Einen zweiten Preis erhielt Hannah Rueß. Die Schülerin der Waldorfschule hat ihre Forschungen über das Leben und Wirken Friedrich I. in einem eindrucksvollen Fotobuch dargestellt. Ausgezeichnet wurde mit dem Gymnasium Friedrich II. zum ersten Mal eine Schule außerhalb des Landkreises. Die Lorcher Gymnasiasten hatten detailliert das Leben ihres Namensgebers untersucht. Einen Anerkennungspreis sprach die Jury der Heinrich-Schickhardt-Schule Bad Boll zu. Die Schüler stellen Radierungen zahlreicher bedeutender stauferzeitlicher Bauwerke aus.
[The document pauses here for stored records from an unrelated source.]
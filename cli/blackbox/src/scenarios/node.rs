//! Node enrollment and power scenarios.

use anyhow::{Context, Result};
use chrono::{DateTime, Utc};
use pcc_verify::WatchSpec;
use tracing::info;

use crate::config::TestEnv;
use crate::context::TestContext;

pub const NODE_ADD_ACTION: &str = "nodeAdd";

/// PXE boot the first configured server so it enrolls itself.
pub async fn pxeboot_node(ctx: &TestContext) -> Result<()> {
    let server = ctx.env.first_server()?;
    info!(bmc_ip = %server.bmc_ip, "PXE booting server");
    ctx.bmc
        .pxeboot(server)
        .await
        .with_context(|| format!("PXE boot of {} failed", server.bmc_ip))
}

/// Watch specs racing node-add success against node-add failure.
pub fn node_add_specs(env: &TestEnv, since: DateTime<Utc>) -> Vec<WatchSpec> {
    let interval = env.timeouts.poll_interval();
    let timeout = env.timeouts.pxeboot();
    vec![
        WatchSpec::success(env.notifications.node_add.clone(), since)
            .poll_interval(interval)
            .timeout(timeout),
        WatchSpec::failure(env.notifications.node_add_failed.clone(), since)
            .poll_interval(interval)
            .timeout(timeout),
    ]
}

/// Wait for the node enrolled after `since` to be reported added.
///
/// Returns the server's notification text.
pub async fn verify_add_node(ctx: &TestContext, since: DateTime<Utc>) -> Result<String> {
    let message = ctx
        .verifier
        .verify(NODE_ADD_ACTION, node_add_specs(&ctx.env, since))
        .await
        .context("Node addition failed")?;
    info!(message = %message, "Node added");
    Ok(message)
}

pub async fn power_cycle_node(ctx: &TestContext) -> Result<()> {
    let server = ctx.env.first_server()?;
    info!(bmc_ip = %server.bmc_ip, "Power cycling server");
    ctx.bmc
        .power_cycle(server)
        .await
        .with_context(|| format!("Power cycle of {} failed", server.bmc_ip))
}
Den Sonderpreis der Stauferstiftung erhält die Geschichts-AG der Schurwaldschule Rechberghausen. Sie hat ein Schattenspiel über das Leben von Irene von Byzanz geschrieben, das im Frühjahr an der Schule uraufgeführt werden wird.
 
Info Die Preisverleihung findet am Samstag um 18 Uhr im Foyer des Landratsamtes Göppingen statt. Die Ausstellung im Landratsamt ist noch bis zum 14. November zu sehen.